大阪・堺の店舗で「ねぎ焼き」を販売する理由

――良品計画がめざすものに「個店経営」という概念があります。多くの企業が唱えながらも、小売業の歴史ではそれがなかなか形になってこなかった。良品計画がめざす「個店経営」のあり方を、もう少し詳しく教えていただけますか。

要は、品揃えと運営をどこまで店に権限を持たせていけるかということです。「地域の土着化」と言っているように、その地域に巻き込まれて、地域からも一緒になってソリューションしようと声をかけられる存在になりたいですし、品揃えは、当社のグローバル本部がつくる品揃えの中で採用するものは当然採用しながら、それ以外にもその地域で商品開発したり、その商品開発がその地域以外にも売れたりするぐらいにならなければなりません。

たとえばイオンモール堺北花田店では、難波の伝統野菜「難波ネギ」を使用した「ねぎ焼き」があります。大阪・難波で明治時代に生まれた日本最古のねぎとも言われ、栽培方法が難しく生産量は限られるものの、一般的なねぎと比べても甘みが強く、加熱することでより甘みが増してねぎ本来のうまみが存分に味わえます。それを50年以上前から生産する地元の農家さんと協業して商品化しました。

「難波ネギを使用したねぎ焼き(牛すじこんにゃく入り)」消費税込480円(無印良品公式ウェブサイトより)

金井会長が大事にする「損得より善悪が先」

出店計画も同様です。本部主導ではなく、店舗サイドが中心になって計画するべきです。その土地の道路事情や人気のスーパーマーケットはどこかといった不動産的な情報も、その地域の生活者のほうが細かく見えます。そんなスーパーさんと一緒になって店舗開発もしています。これは、従来のチェーンオペレーションに比べれば、圧倒的に現場の裁量は増えます。

だから、そうしたことができる人材を育成しなければなりません。育成ということよりも、こういうことが体に染みつくために何をしたらいいのか。なかなか簡単ではありませんが、そこを目指します。それで給料も上がって、仕事の質を変えていくことがとても大事になるでしょう。個店の経営を任されて、その経営を通じて自らを成長させて、さらに次のステージに挑める会社でありたいですね。

――金井さんが『倉本長治先生語録10選』の中で、いちばん大切にされているものはどれでしょうか。そして、それが良品計画で働く一人ひとりにどのように活かされていますか。
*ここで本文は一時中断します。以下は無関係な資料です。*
//! Gateway metrics
//!
//! Records the instruments consumed by the operations dashboards:
//!
//! - `gateway_requests_total` (counter): labels `method`, `outcome`
//! - `gateway_request_duration_seconds` (histogram): label `outcome`
//! - `gateway_credential_refreshes_total` (counter): label `outcome`
//! - `gateway_session_invalidations_total` (counter)
//!
//! These are facade calls; installing a recorder is the embedding
//! application's concern.

use std::time::Duration;

/// Record a completed request with its method and outcome labels.
///
/// `outcome` is one of `success`, `network`, `http`, `request`.
pub(crate) fn record_request(method: &str, outcome: &str, duration: Duration) {
    metrics::counter!("gateway_requests_total", "method" => method.to_string(), "outcome" => outcome.to_string())
        .increment(1);
    metrics::histogram!("gateway_request_duration_seconds", "outcome" => outcome.to_string())
        .record(duration.as_secs_f64());
}

/// Record a settled credential refresh (`success` or `failure`).
pub(crate) fn record_refresh(outcome: &'static str) {
    metrics::counter!("gateway_credential_refreshes_total", "outcome" => outcome).increment(1);
}

/// Record an irrecoverable session invalidation.
pub(crate) fn record_session_invalidated() {
    metrics::counter!("gateway_session_invalidations_total").increment(1);
}

#[cfg(test)]
mod tests {
    use super::*;
    use metrics_exporter_prometheus::{PrometheusBuilder, PrometheusHandle, PrometheusRecorder};

    #[test]
    fn record_functions_do_not_panic_without_recorder() {
        // When no recorder is installed, metrics calls are no-ops.
        // This verifies the functions don't panic in test environments.
        record_request("GET", "success", Duration::from_millis(5));
        record_refresh("failure");
        record_session_invalidated();
    }

    /// Create an isolated recorder/handle pair for unit tests.
    /// Uses build_recorder() instead of install_recorder() to avoid the
    /// global recorder singleton constraint: only one global recorder can
    /// exist per process, and install_recorder() panics on a second call.
    fn isolated_recorder() -> (PrometheusRecorder, PrometheusHandle) {
        let recorder = PrometheusBuilder::new().build_recorder();
        let handle = recorder.handle();
        (recorder, handle)
    }

    #[test]
    fn record_request_increments_counter_and_histogram() {
        let (recorder, handle) = isolated_recorder();
        let _guard = metrics::set_default_local_recorder(&recorder);

        record_request("GET", "success", Duration::from_millis(42));
        record_request("POST", "http", Duration::from_secs(1));

        let output = handle.render();
        assert!(
            output.contains("gateway_requests_total"),
            "rendered output must contain gateway_requests_total counter"
        );
        assert!(
            output.contains("method=\"GET\""),
            "counter must carry method label"
        );
        assert!(
            output.contains("outcome=\"success\""),
            "counter must carry outcome label"
        );
        assert!(
            output.contains("outcome=\"http\""),
            "second request outcome label must appear"
        );
        assert!(
            output.contains("gateway_request_duration_seconds"),
            "histogram must be recorded"
        );
    }

    #[test]
    fn record_refresh_carries_outcome_label() {
        let (recorder, handle) = isolated_recorder();
        let _guard = metrics::set_default_local_recorder(&recorder);

        record_refresh("success");
        record_refresh("failure");

        let output = handle.render();
        assert!(output.contains("gateway_credential_refreshes_total"));
        assert!(
            output.contains("outcome=\"success\""),
            "success outcome must be recorded"
        );
        assert!(
            output.contains("outcome=\"failure\""),
            "failure outcome must be recorded separately"
        );
    }

    #[test]
    fn record_session_invalidated_increments_counter() {
        let (recorder, handle) = isolated_recorder();
        let _guard = metrics::set_default_local_recorder(&recorder);

        record_session_invalidated();

        let output = handle.render();
        assert!(output.contains("gateway_session_invalidations_total"));
    }
}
やはり、「損得より善悪が先」が難しい。だから大切です。その中でも、善悪の根っこにある「正直」を貫き通すことの難しさと、良品計画は誕生以来向き合ってきました。この良品計画という会社が40年以上もってきたのは、常に正直であり続けたからです。それは堤清二さんから続く当社のDNAであり、損得で曲げてはならないものです。